[[ Dataset excerpts open ]]

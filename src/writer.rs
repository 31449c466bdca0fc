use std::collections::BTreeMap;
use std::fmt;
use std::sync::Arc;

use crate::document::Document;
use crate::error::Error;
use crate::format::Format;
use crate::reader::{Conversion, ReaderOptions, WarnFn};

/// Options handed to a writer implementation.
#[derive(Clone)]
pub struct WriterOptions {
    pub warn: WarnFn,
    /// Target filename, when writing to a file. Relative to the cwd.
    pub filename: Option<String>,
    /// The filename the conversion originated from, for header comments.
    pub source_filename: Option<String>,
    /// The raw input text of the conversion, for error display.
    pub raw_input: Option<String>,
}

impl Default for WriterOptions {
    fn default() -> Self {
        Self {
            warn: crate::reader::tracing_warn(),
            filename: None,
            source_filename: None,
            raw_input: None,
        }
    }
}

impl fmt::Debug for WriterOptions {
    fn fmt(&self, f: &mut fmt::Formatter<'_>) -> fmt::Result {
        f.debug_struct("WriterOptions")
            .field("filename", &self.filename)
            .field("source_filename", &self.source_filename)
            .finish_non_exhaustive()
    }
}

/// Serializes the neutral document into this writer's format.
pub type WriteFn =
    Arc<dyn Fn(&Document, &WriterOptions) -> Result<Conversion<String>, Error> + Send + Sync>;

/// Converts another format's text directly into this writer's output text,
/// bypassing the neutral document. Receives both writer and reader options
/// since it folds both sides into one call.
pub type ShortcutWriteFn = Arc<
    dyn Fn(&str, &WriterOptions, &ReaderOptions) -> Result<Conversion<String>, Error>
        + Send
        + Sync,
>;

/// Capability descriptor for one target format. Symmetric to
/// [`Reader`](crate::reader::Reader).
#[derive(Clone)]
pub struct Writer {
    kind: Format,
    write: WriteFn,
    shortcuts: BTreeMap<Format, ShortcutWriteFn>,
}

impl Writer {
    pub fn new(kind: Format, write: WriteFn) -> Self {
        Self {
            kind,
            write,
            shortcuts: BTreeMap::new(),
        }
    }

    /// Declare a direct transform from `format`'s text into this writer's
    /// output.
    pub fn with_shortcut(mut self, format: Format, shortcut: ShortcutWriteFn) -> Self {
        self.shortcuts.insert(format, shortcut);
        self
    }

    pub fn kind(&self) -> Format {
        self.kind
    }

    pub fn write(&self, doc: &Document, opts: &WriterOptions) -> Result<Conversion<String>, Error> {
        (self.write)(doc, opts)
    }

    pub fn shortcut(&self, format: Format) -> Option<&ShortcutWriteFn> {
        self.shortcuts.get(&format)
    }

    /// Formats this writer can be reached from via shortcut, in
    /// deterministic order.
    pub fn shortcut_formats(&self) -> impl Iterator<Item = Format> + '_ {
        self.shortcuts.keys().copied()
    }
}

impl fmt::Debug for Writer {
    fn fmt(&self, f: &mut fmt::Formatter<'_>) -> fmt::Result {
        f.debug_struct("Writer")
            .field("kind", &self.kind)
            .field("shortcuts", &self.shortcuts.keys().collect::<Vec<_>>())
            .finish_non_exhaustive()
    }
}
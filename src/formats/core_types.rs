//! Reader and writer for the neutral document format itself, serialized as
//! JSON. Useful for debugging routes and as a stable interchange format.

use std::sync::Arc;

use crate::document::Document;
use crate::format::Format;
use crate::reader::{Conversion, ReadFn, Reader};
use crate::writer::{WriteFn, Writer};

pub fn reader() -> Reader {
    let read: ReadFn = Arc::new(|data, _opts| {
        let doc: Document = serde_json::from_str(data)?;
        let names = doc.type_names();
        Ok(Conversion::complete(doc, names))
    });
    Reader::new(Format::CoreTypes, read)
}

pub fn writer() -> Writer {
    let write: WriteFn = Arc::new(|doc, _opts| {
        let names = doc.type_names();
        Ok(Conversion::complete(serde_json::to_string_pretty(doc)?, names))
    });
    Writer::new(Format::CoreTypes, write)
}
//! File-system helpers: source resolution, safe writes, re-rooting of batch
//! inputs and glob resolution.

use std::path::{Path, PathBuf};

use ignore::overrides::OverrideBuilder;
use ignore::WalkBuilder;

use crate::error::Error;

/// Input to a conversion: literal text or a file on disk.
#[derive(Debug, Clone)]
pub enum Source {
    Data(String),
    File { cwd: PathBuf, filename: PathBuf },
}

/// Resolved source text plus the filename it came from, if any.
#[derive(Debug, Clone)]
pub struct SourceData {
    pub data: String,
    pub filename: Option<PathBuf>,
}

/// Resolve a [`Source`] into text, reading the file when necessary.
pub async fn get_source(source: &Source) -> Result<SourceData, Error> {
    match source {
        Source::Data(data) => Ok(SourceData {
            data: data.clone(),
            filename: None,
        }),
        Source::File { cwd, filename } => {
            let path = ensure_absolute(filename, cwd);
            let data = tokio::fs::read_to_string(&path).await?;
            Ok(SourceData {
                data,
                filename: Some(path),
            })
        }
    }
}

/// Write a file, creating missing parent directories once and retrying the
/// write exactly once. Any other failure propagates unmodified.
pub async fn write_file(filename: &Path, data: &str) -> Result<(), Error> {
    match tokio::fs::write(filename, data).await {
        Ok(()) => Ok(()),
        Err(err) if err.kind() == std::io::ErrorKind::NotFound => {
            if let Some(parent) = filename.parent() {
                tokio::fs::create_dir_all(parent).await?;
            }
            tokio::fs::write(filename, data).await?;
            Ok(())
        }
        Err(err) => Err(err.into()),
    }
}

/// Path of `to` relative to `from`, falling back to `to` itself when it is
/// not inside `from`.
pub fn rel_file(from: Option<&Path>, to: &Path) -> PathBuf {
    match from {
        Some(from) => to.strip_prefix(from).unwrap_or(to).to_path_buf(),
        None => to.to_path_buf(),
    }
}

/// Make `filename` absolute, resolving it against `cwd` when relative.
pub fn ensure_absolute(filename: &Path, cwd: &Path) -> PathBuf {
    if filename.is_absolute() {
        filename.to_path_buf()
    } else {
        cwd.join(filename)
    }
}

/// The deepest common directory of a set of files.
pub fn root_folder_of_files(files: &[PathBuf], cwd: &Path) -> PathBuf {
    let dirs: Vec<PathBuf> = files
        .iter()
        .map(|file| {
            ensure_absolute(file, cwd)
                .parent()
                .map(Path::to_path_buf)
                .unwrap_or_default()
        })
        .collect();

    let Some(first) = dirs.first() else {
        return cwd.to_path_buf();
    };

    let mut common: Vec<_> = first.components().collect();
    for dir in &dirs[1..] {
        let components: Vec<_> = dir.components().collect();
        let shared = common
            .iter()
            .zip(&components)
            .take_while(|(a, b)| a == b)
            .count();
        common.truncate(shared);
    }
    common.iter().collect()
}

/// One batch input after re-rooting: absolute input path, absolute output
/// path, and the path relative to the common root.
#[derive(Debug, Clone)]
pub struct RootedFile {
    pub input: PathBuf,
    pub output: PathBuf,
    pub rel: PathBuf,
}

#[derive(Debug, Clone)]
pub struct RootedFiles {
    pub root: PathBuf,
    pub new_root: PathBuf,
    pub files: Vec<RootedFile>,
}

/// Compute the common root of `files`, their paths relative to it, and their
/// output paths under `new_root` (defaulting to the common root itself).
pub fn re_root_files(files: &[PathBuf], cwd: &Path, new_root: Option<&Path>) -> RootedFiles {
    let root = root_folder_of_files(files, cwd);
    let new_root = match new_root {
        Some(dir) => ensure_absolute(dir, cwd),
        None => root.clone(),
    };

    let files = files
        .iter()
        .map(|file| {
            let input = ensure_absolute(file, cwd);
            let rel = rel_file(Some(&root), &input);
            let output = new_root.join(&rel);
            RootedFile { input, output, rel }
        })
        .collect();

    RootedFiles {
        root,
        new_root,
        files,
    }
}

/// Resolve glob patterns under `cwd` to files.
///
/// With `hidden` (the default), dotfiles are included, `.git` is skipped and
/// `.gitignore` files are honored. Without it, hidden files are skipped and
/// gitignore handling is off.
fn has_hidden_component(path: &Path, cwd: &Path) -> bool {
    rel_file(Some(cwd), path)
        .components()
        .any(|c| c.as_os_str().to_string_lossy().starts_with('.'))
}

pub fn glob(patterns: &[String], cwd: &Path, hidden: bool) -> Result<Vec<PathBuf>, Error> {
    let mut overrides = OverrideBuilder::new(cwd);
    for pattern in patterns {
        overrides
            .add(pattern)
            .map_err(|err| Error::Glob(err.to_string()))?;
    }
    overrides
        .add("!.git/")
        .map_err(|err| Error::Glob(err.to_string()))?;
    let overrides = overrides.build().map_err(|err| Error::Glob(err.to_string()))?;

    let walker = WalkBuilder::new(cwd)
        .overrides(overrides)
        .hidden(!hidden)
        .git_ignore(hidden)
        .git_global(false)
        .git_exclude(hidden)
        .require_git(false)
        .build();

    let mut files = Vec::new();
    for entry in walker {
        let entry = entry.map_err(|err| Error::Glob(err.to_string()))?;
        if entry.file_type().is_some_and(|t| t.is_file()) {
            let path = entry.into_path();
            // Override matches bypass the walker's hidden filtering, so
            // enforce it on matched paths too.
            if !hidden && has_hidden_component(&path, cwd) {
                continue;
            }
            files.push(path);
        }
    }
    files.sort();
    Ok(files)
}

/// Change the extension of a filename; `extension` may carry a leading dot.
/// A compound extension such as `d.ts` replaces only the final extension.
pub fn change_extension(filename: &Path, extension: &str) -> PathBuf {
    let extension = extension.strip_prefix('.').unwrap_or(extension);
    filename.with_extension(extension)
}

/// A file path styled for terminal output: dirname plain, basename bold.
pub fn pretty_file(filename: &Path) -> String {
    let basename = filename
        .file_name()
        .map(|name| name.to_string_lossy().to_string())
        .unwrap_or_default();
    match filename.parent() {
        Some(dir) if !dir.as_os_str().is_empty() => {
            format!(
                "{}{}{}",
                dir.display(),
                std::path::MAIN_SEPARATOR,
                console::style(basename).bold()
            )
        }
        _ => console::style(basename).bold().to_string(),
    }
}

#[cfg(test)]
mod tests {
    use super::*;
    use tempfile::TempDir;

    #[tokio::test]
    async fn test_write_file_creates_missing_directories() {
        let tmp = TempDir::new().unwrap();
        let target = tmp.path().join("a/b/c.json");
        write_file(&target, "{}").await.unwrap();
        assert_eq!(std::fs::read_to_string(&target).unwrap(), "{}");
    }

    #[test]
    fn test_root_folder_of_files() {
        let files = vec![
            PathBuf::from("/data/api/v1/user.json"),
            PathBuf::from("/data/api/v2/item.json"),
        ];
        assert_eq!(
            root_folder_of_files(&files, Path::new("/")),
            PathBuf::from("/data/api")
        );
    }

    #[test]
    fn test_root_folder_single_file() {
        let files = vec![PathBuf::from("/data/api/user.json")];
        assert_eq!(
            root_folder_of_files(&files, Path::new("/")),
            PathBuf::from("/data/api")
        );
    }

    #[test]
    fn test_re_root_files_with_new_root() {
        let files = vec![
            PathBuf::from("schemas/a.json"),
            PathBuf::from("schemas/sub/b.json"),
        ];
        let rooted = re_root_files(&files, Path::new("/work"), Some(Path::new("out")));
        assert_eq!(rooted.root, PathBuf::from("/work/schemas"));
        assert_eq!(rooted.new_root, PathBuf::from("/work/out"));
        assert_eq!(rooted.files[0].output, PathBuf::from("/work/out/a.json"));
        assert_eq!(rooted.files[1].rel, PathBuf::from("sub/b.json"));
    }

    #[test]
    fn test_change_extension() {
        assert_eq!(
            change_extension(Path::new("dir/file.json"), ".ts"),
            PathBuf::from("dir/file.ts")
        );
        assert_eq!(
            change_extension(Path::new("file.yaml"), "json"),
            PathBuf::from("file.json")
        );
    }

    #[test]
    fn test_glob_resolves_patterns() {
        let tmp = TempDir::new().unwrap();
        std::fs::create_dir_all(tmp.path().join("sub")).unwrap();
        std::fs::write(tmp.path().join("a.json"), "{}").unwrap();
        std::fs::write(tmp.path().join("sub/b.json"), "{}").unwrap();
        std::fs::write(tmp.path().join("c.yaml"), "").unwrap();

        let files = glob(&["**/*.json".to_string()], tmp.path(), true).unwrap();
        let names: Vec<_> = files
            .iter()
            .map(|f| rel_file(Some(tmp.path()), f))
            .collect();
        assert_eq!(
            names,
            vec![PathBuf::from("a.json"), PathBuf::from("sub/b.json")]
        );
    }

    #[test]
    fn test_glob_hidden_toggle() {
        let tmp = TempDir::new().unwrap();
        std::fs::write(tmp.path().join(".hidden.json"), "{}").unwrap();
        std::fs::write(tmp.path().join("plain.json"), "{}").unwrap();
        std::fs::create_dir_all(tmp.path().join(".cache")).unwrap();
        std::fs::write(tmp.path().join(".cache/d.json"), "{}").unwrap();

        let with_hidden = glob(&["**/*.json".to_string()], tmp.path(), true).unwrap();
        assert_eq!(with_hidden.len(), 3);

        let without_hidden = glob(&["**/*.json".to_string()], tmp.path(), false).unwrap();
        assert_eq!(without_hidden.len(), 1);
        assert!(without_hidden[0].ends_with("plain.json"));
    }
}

[[ Dataset excerpts closed ]]

Activity: Search the entries above for the word "field" and copy each line where it appears.

Solution to this exercise:
            .field("filename", &self.filename)
            .field("source_filename", &self.source_filename)
            .field("kind", &self.kind)
            .field("shortcuts", &self.shortcuts.keys().collect::<Vec<_>>())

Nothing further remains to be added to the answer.